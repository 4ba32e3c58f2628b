use std::path::PathBuf;

use thiserror::Error;

/// Startup failures. Nothing that happens once frames are flowing is
/// reported through this type.
#[derive(Debug, Error)]
pub enum Error {
    #[error("Cannot open video source {source_id}: {reason}")]
    SourceOpen { source_id: String, reason: String },

    #[error("Cannot create output {}: {source}", path.display())]
    OutputCreate {
        path: PathBuf,
        #[source]
        source: std::io::Error,
    },

    #[error("Image codec error: {0}")]
    Image(#[from] image::ImageError),

    #[error("Detector warmup failed: {0}")]
    Warmup(String),
}

pub type Result<T> = std::result::Result<T, Error>;
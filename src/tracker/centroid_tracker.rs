//! Greedy nearest-centroid tracker.

use log::{debug, trace};

use crate::tracker::Tracker;
use crate::tracker::arena::TrackArena;
use crate::tracker::matching::{self, AssignmentResult, Detection};
use crate::tracker::track::{Track, TrackId};

/// Configuration for the CentroidTracker.
#[derive(Debug, Clone, PartialEq)]
pub struct TrackerConfig {
    /// Largest center-to-center distance, in pixels, accepted as a match
    pub max_dist: f32,
    /// Frames a track may go unmatched before it is removed
    pub max_age: u32,
}

impl Default for TrackerConfig {
    fn default() -> Self {
        Self {
            max_dist: 50.0,
            max_age: 30,
        }
    }
}

pub struct CentroidTracker {
    arena: TrackArena,
    config: TrackerConfig,
    removed: Vec<TrackId>,
    frame_id: u64,
}

impl CentroidTracker {
    pub fn new(config: TrackerConfig) -> Self {
        Self {
            arena: TrackArena::new(),
            config,
            removed: Vec::new(),
            frame_id: 0,
        }
    }

    pub fn config(&self) -> &TrackerConfig {
        &self.config
    }

    /// Live tracks in ascending identity order.
    pub fn tracks(&self) -> impl Iterator<Item = &Track> {
        self.arena.iter()
    }
}

impl Default for CentroidTracker {
    fn default() -> Self {
        Self::new(TrackerConfig::default())
    }
}

impl Tracker for CentroidTracker {
    fn update(&mut self, detections: &[Detection]) -> Vec<Track> {
        self.frame_id += 1;

        // Step 1: Age every track; the arena yields them in ascending id order
        let mut next: Vec<Track> = self
            .arena
            .iter()
            .cloned()
            .map(|mut track| {
                track.mark_missed();
                track
            })
            .collect();

        // Step 2: Greedy association on centers
        let track_centers: Vec<_> = next.iter().map(|t| t.bbox.center()).collect();
        let det_centers: Vec<_> = detections.iter().map(Detection::center).collect();
        let dists = matching::center_distance(&track_centers, &det_centers);

        let AssignmentResult {
            matches,
            unmatched_detections,
            ..
        } = matching::greedy_assignment(&dists, self.config.max_dist as f64);

        for (itracked, idet) in matches {
            trace!(
                "frame {}: track {} matched detection {}",
                self.frame_id, next[itracked].track_id, idet
            );
            next[itracked].update(&detections[idet]);
        }

        // Step 3: Init new tracks
        for idet in unmatched_detections {
            let id = self.arena.allocate();
            trace!("frame {}: spawned track {}", self.frame_id, id);
            next.push(Track::spawn(id, &detections[idet]));
        }

        // Step 4: Commit the generation and drop stale tracks
        self.removed = self.arena.commit(next, self.config.max_age);
        if !self.removed.is_empty() {
            debug!(
                "frame {}: removed stale tracks {:?}",
                self.frame_id, self.removed
            );
        }

        self.arena.iter().cloned().collect()
    }

    fn reset(&mut self) {
        self.arena.clear();
        self.removed.clear();
        self.frame_id = 0;
    }

    fn removed(&self) -> &[TrackId] {
        &self.removed
    }
}
//! 5x7 bitmap glyphs for overlay text.

use image::Rgb;

use crate::Frame;

pub const GLYPH_WIDTH: i32 = 5;
pub const GLYPH_HEIGHT: i32 = 7;

/// Rows of a glyph, most significant of the low five bits is the left column.
fn glyph(ch: char) -> [u8; 7] {
    match ch.to_ascii_uppercase() {
        '0' => [0x0E, 0x11, 0x13, 0x15, 0x19, 0x11, 0x0E],
        '1' => [0x04, 0x0C, 0x04, 0x04, 0x04, 0x04, 0x0E],
        '2' => [0x0E, 0x11, 0x01, 0x02, 0x04, 0x08, 0x1F],
        '3' => [0x1F, 0x02, 0x04, 0x02, 0x01, 0x11, 0x0E],
        '4' => [0x02, 0x06, 0x0A, 0x12, 0x1F, 0x02, 0x02],
        '5' => [0x1F, 0x10, 0x1E, 0x01, 0x01, 0x11, 0x0E],
        '6' => [0x06, 0x08, 0x10, 0x1E, 0x11, 0x11, 0x0E],
        '7' => [0x1F, 0x01, 0x02, 0x04, 0x08, 0x08, 0x08],
        '8' => [0x0E, 0x11, 0x11, 0x0E, 0x11, 0x11, 0x0E],
        '9' => [0x0E, 0x11, 0x11, 0x0F, 0x01, 0x02, 0x0C],
        'A' => [0x0E, 0x11, 0x11, 0x1F, 0x11, 0x11, 0x11],
        'C' => [0x0E, 0x11, 0x10, 0x10, 0x10, 0x11, 0x0E],
        'D' => [0x1C, 0x12, 0x11, 0x11, 0x11, 0x12, 0x1C],
        'E' => [0x1F, 0x10, 0x10, 0x1E, 0x10, 0x10, 0x1F],
        'G' => [0x0E, 0x11, 0x10, 0x17, 0x11, 0x11, 0x0F],
        'I' => [0x0E, 0x04, 0x04, 0x04, 0x04, 0x04, 0x0E],
        'N' => [0x11, 0x19, 0x15, 0x13, 0x11, 0x11, 0x11],
        'O' => [0x0E, 0x11, 0x11, 0x11, 0x11, 0x11, 0x0E],
        'P' => [0x1E, 0x11, 0x11, 0x1E, 0x10, 0x10, 0x10],
        'S' => [0x0F, 0x10, 0x10, 0x0E, 0x01, 0x01, 0x1E],
        'T' => [0x1F, 0x04, 0x04, 0x04, 0x04, 0x04, 0x04],
        'U' => [0x11, 0x11, 0x11, 0x11, 0x11, 0x11, 0x0E],
        'V' => [0x11, 0x11, 0x11, 0x11, 0x11, 0x0A, 0x04],
        ':' => [0x00, 0x0C, 0x0C, 0x00, 0x0C, 0x0C, 0x00],
        '.' => [0x00, 0x00, 0x00, 0x00, 0x00, 0x0C, 0x0C],
        '-' => [0x00, 0x00, 0x00, 0x1F, 0x00, 0x00, 0x00],
        '_' => [0x00, 0x00, 0x00, 0x00, 0x00, 0x00, 0x1F],
        ' ' => [0x00; 7],
        _ => [0x1F, 0x11, 0x11, 0x11, 0x11, 0x11, 0x1F],
    }
}

/// Width in pixels of `text` drawn at `scale`, including one column of
/// spacing per glyph.
pub fn text_width(text: &str, scale: i32) -> i32 {
    text.chars().count() as i32 * (GLYPH_WIDTH + 1) * scale
}

/// Draw `text` with its top-left corner at `(x, y)`. Pixels outside the
/// frame are clipped.
pub fn draw_text(frame: &mut Frame, text: &str, x: i32, y: i32, scale: i32, color: Rgb<u8>) {
    let (width, height) = (frame.width() as i32, frame.height() as i32);
    let advance = (GLYPH_WIDTH + 1) * scale;

    for (i, ch) in text.chars().enumerate() {
        let origin_x = x + i as i32 * advance;
        for (row, bits) in glyph(ch).into_iter().enumerate() {
            for col in 0..GLYPH_WIDTH {
                if (bits >> (GLYPH_WIDTH - 1 - col)) & 1 == 0 {
                    continue;
                }
                for dy in 0..scale {
                    for dx in 0..scale {
                        let px = origin_x + col * scale + dx;
                        let py = y + row as i32 * scale + dy;
                        if px >= 0 && py >= 0 && px < width && py < height {
                            frame.put_pixel(px as u32, py as u32, color);
                        }
                    }
                }
            }
        }
    }
}
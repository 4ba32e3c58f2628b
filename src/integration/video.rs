//! Frame sources and sinks backed by image files.

use std::collections::VecDeque;
use std::fs::{self, File};
use std::io::BufReader;
use std::io::BufWriter;
use std::path::{Path, PathBuf};

use image::codecs::gif::{GifDecoder, GifEncoder, Repeat};
use image::{AnimationDecoder, Delay, DynamicImage, ImageFormat};
use log::{debug, info, warn};

use crate::Frame;
use crate::error::{Error, Result};

/// Yields frames in playback order.
pub trait FrameSource {
    /// Next frame, or `None` once the stream is exhausted. A frame that
    /// cannot be read ends the stream.
    fn read(&mut self) -> Option<Frame>;
}

/// Persists annotated frames.
pub trait FrameSink {
    fn write(&mut self, frame: &Frame) -> Result<()>;

    /// Flush and close the output. Later writes are ignored.
    fn finish(&mut self) -> Result<()> {
        Ok(())
    }
}

/// Still images played back in file-name order.
#[derive(Debug)]
pub struct ImageSequence {
    paths: VecDeque<PathBuf>,
}

impl ImageSequence {
    pub fn new(paths: impl IntoIterator<Item = PathBuf>) -> Self {
        Self {
            paths: paths.into_iter().collect(),
        }
    }

    /// Every decodable image directly inside `dir`, sorted by file name.
    pub fn from_dir(dir: &Path) -> std::io::Result<Self> {
        let mut paths = Vec::new();
        for entry in fs::read_dir(dir)? {
            let path = entry?.path();
            if path.is_file() && ImageFormat::from_path(&path).is_ok() {
                paths.push(path);
            }
        }
        paths.sort();
        Ok(Self::new(paths))
    }

    pub fn remaining(&self) -> usize {
        self.paths.len()
    }
}

impl FrameSource for ImageSequence {
    fn read(&mut self) -> Option<Frame> {
        let path = self.paths.pop_front()?;
        match image::open(&path) {
            Ok(img) => Some(img.to_rgb8()),
            Err(err) => {
                warn!("Failed to read frame {}: {}", path.display(), err);
                self.paths.clear();
                None
            }
        }
    }
}

/// Frames of an animated GIF, decoded lazily.
pub struct GifFrames {
    frames: image::Frames<'static>,
    done: bool,
}

impl GifFrames {
    pub fn open(path: &Path) -> Result<Self> {
        let file = File::open(path).map_err(|err| Error::SourceOpen {
            source_id: path.display().to_string(),
            reason: err.to_string(),
        })?;
        let decoder = GifDecoder::new(BufReader::new(file))?;
        Ok(Self {
            frames: decoder.into_frames(),
            done: false,
        })
    }
}

impl FrameSource for GifFrames {
    fn read(&mut self) -> Option<Frame> {
        if self.done {
            return None;
        }
        match self.frames.next() {
            Some(Ok(frame)) => Some(DynamicImage::ImageRgba8(frame.into_buffer()).to_rgb8()),
            Some(Err(err)) => {
                warn!("Failed to decode animation frame: {}", err);
                self.done = true;
                None
            }
            None => {
                self.done = true;
                None
            }
        }
    }
}

/// Any source `open_source` can produce.
pub enum VideoSource {
    Images(ImageSequence),
    Animation(GifFrames),
}

impl FrameSource for VideoSource {
    fn read(&mut self) -> Option<Frame> {
        match self {
            Self::Images(seq) => seq.read(),
            Self::Animation(gif) => gif.read(),
        }
    }
}

/// Open a video source from a command-line identifier.
///
/// Accepts a directory of still images, a single still image or an animated
/// GIF. A purely numeric identifier names a capture device, which this build
/// cannot open.
pub fn open_source(src: &str) -> Result<VideoSource> {
    let open_err = |reason: &str| Error::SourceOpen {
        source_id: src.to_string(),
        reason: reason.to_string(),
    };

    if !src.is_empty() && src.chars().all(|c| c.is_ascii_digit()) {
        return Err(open_err("capture devices are not supported"));
    }

    let path = Path::new(src);
    if path.is_dir() {
        let seq = ImageSequence::from_dir(path).map_err(|err| open_err(&err.to_string()))?;
        if seq.remaining() == 0 {
            return Err(open_err("directory contains no images"));
        }
        info!("Opened {} with {} frames", src, seq.remaining());
        return Ok(VideoSource::Images(seq));
    }

    if !path.is_file() {
        return Err(open_err("no such file or directory"));
    }

    match ImageFormat::from_path(path) {
        Ok(ImageFormat::Gif) => {
            info!("Opened animation {}", src);
            Ok(VideoSource::Animation(GifFrames::open(path)?))
        }
        Ok(_) => {
            info!("Opened still image {}", src);
            Ok(VideoSource::Images(ImageSequence::new([path.to_path_buf()])))
        }
        Err(_) => Err(open_err("unsupported format")),
    }
}

/// Writes numbered PNG frames into a directory.
#[derive(Debug)]
pub struct ImageSequenceSink {
    dir: PathBuf,
    next_index: u64,
}

impl ImageSequenceSink {
    pub fn create(dir: &Path) -> Result<Self> {
        fs::create_dir_all(dir).map_err(|source| Error::OutputCreate {
            path: dir.to_path_buf(),
            source,
        })?;
        Ok(Self {
            dir: dir.to_path_buf(),
            next_index: 0,
        })
    }

    pub fn frame_path(&self, index: u64) -> PathBuf {
        self.dir.join(format!("frame_{index:06}.png"))
    }
}

impl FrameSink for ImageSequenceSink {
    fn write(&mut self, frame: &Frame) -> Result<()> {
        let path = self.frame_path(self.next_index);
        frame.save_with_format(&path, ImageFormat::Png)?;
        self.next_index += 1;
        Ok(())
    }
}

/// Encodes frames into an animated GIF.
pub struct GifSink {
    encoder: Option<GifEncoder<BufWriter<File>>>,
    delay: Delay,
}

impl GifSink {
    pub fn create(path: &Path, fps: u32) -> Result<Self> {
        let file = File::create(path).map_err(|source| Error::OutputCreate {
            path: path.to_path_buf(),
            source,
        })?;
        let mut encoder = GifEncoder::new(BufWriter::new(file));
        encoder.set_repeat(Repeat::Infinite)?;
        Ok(Self {
            encoder: Some(encoder),
            delay: Delay::from_numer_denom_ms(1000, fps.max(1)),
        })
    }
}

impl FrameSink for GifSink {
    fn write(&mut self, frame: &Frame) -> Result<()> {
        let Some(encoder) = self.encoder.as_mut() else {
            return Ok(());
        };
        let rgba = DynamicImage::ImageRgb8(frame.clone()).to_rgba8();
        encoder.encode_frame(image::Frame::from_parts(rgba, 0, 0, self.delay))?;
        Ok(())
    }

    fn finish(&mut self) -> Result<()> {
        // The trailer is written when the encoder drops.
        if self.encoder.take().is_some() {
            debug!("Closed animation output");
        }
        Ok(())
    }
}

/// Any sink `create_sink` can produce.
pub enum VideoSink {
    Images(ImageSequenceSink),
    Animation(GifSink),
}

impl FrameSink for VideoSink {
    fn write(&mut self, frame: &Frame) -> Result<()> {
        match self {
            Self::Images(sink) => sink.write(frame),
            Self::Animation(sink) => sink.write(frame),
        }
    }

    fn finish(&mut self) -> Result<()> {
        match self {
            Self::Images(sink) => sink.finish(),
            Self::Animation(sink) => sink.finish(),
        }
    }
}

pub const DEFAULT_FPS: u32 = 30;

/// Create an output for annotated frames: an animated GIF when `path` ends
/// in `.gif`, otherwise a directory of PNG frames.
pub fn create_sink(path: &Path) -> Result<VideoSink> {
    let is_gif = path
        .extension()
        .is_some_and(|ext| ext.eq_ignore_ascii_case("gif"));
    if is_gif {
        Ok(VideoSink::Animation(GifSink::create(path, DEFAULT_FPS)?))
    } else {
        Ok(VideoSink::Images(ImageSequenceSink::create(path)?))
    }
}
use std::path::PathBuf;

use anyhow::{Context, Result};
use clap::Parser;
use log::info;

use roadwatch::{
    CentroidTracker, ConsoleDisplay, DisplaySurface, FrameSink, Line, LineCounter, MotionConfig,
    MotionDetector, Pipeline, PipelineConfig, TrackerConfig, create_sink, open_source,
};

/// RoadWatch: traffic analytics on a video source
#[derive(Parser, Debug)]
#[command(version, about)]
struct Args {
    /// Video source: image directory, image file, animated GIF or camera index
    #[arg(long, default_value = "0")]
    src: String,

    /// Save annotated frames (`.gif` for an animation, otherwise a PNG directory)
    #[arg(long)]
    output: Option<PathBuf>,

    /// Limit frames for quick tests
    #[arg(long)]
    max_frames: Option<u64>,

    /// Counting line coordinates
    #[arg(
        long,
        num_args = 4,
        value_names = ["X1", "Y1", "X2", "Y2"],
        default_values_t = [400, 100, 400, 600],
        allow_negative_numbers = true
    )]
    line: Vec<i32>,

    /// Minimum blob area for the motion detector
    #[arg(long, default_value_t = 800)]
    min_area: u32,

    /// Dilation iterations for the motion mask
    #[arg(long, default_value_t = 2)]
    dilate: u8,

    /// Largest center distance, in pixels, still matched to a track
    #[arg(long, default_value_t = 60.0)]
    max_dist: f32,

    /// Frames a track survives without a match
    #[arg(long, default_value_t = 25)]
    max_age: u32,

    /// Disable the interactive display
    #[arg(long)]
    no_display: bool,
}

fn main() -> Result<()> {
    env_logger::Builder::from_env(env_logger::Env::default().default_filter_or("info")).init();

    let args = Args::parse();
    let [x1, y1, x2, y2] = <[i32; 4]>::try_from(args.line.as_slice())
        .context("--line takes exactly four integers")?;

    let source = open_source(&args.src)?;
    let mut sink = match &args.output {
        Some(path) => Some(create_sink(path)?),
        None => None,
    };
    let mut display = (!args.no_display).then(ConsoleDisplay::new);

    let detector = MotionDetector::new(MotionConfig {
        min_area: args.min_area,
        dilate_iter: args.dilate,
        ..MotionConfig::default()
    });
    let tracker = CentroidTracker::new(TrackerConfig {
        max_dist: args.max_dist,
        max_age: args.max_age,
    });
    let counter = LineCounter::new(Line::from_coords(x1, y1, x2, y2));

    let mut pipeline = Pipeline::new(
        detector,
        tracker,
        counter,
        PipelineConfig {
            max_frames: args.max_frames,
        },
    );

    info!("Counting crossings of ({x1}, {y1}) -> ({x2}, {y2})");
    let metrics = pipeline.run(
        source,
        sink.as_mut().map(|s| s as &mut dyn FrameSink),
        display.as_mut().map(|d| d as &mut dyn DisplaySurface),
    )?;

    println!("Final metrics: {}", serde_json::to_string(&metrics)?);
    Ok(())
}
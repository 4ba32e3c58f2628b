//! Matching utilities for centroid tracking.

use nalgebra::Point2;
use ndarray::Array2;

use crate::tracker::rect::Rect;

/// Label given to detections that do not carry one.
pub const DEFAULT_LABEL: &str = "object";

/// Detection input for the tracker.
///
/// Detections live for exactly one frame: the tracker copies what it needs
/// and never keeps a reference.
#[derive(Debug, Clone, PartialEq)]
pub struct Detection {
    /// Bounding box in TLWH format
    pub bbox: Rect,
    /// Detection confidence score
    pub score: f32,
    /// Class label reported by the detector
    pub label: String,
}

impl Detection {
    pub fn new(bbox: Rect, score: f32) -> Self {
        Self {
            bbox,
            score,
            label: DEFAULT_LABEL.to_string(),
        }
    }

    pub fn with_label(bbox: Rect, score: f32, label: impl Into<String>) -> Self {
        Self {
            bbox,
            score,
            label: label.into(),
        }
    }

    #[inline]
    pub fn center(&self) -> Point2<i32> {
        self.bbox.center()
    }
}

/// Euclidean distance between two integer points.
#[inline]
pub fn point_distance(a: &Point2<i32>, b: &Point2<i32>) -> f64 {
    nalgebra::distance(&a.cast::<f64>(), &b.cast::<f64>())
}

/// Compute the center-to-center distance matrix between tracks and detections.
///
/// Row `i` belongs to `track_centers[i]`, column `j` to `det_centers[j]`.
pub fn center_distance(track_centers: &[Point2<i32>], det_centers: &[Point2<i32>]) -> Array2<f64> {
    let mut dists = Array2::zeros((track_centers.len(), det_centers.len()));
    for (i, t) in track_centers.iter().enumerate() {
        for (j, d) in det_centers.iter().enumerate() {
            dists[[i, j]] = point_distance(t, d);
        }
    }
    dists
}

#[derive(Debug, Clone, Default, PartialEq, Eq)]
pub struct AssignmentResult {
    pub matches: Vec<(usize, usize)>,
    pub unmatched_tracks: Vec<usize>,
    pub unmatched_detections: Vec<usize>,
}

/// Greedy nearest-neighbour assignment.
///
/// Rows are visited in order. Each row takes the unclaimed column with the
/// smallest cost; on equal cost the lowest column index wins. The pair is
/// accepted when that cost is `<= thresh`, otherwise the row stays unmatched
/// and the column remains free for later rows.
pub fn greedy_assignment(cost_matrix: &Array2<f64>, thresh: f64) -> AssignmentResult {
    let (num_rows, num_cols) = cost_matrix.dim();

    let mut claimed = vec![false; num_cols];
    let mut matches = Vec::new();
    let mut unmatched_tracks = Vec::new();

    for row in 0..num_rows {
        let mut best: Option<(usize, f64)> = None;
        for col in 0..num_cols {
            if claimed[col] {
                continue;
            }
            let cost = cost_matrix[[row, col]];
            match best {
                Some((_, best_cost)) if cost >= best_cost => {}
                _ => best = Some((col, cost)),
            }
        }

        match best {
            Some((col, cost)) if cost <= thresh => {
                claimed[col] = true;
                matches.push((row, col));
            }
            _ => unmatched_tracks.push(row),
        }
    }

    let unmatched_detections = claimed
        .iter()
        .enumerate()
        .filter_map(|(j, &c)| if c { None } else { Some(j) })
        .collect();

    AssignmentResult {
        matches,
        unmatched_tracks,
        unmatched_detections,
    }
}
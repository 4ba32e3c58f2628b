//! Trait for object detection backends.

use crate::Frame;
use crate::tracker::Detection;

/// Trait for object detection backends.
///
/// Implement this trait to feed any detector into the pipeline.
///
/// # Example
///
/// ```
/// use roadwatch::{Detection, Detector, Frame, Rect};
///
/// struct FixedDetector;
///
/// impl Detector for FixedDetector {
///     type Error = std::convert::Infallible;
///
///     fn detect(&mut self, _frame: &Frame) -> Result<Vec<Detection>, Self::Error> {
///         Ok(vec![Detection::new(Rect::new(10, 10, 40, 20), 1.0)])
///     }
/// }
/// ```
pub trait Detector {
    /// Error type for detection failures.
    type Error: std::fmt::Display;

    /// One-time preparation before the first frame. Calling it again must
    /// have no further effect.
    fn warmup(&mut self) -> Result<(), Self::Error> {
        Ok(())
    }

    /// Run detection on one frame and return one consistent snapshot of
    /// detections.
    fn detect(&mut self, frame: &Frame) -> Result<Vec<Detection>, Self::Error>;
}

★ ★ ★ ★

Work order: Check each line of the records for the word "warn" and extract those that contain it.

Written response:
use log::{debug, info, warn};
                warn!("Failed to read frame {}: {}", path.display(), err);
                warn!("Failed to decode animation frame: {}", err);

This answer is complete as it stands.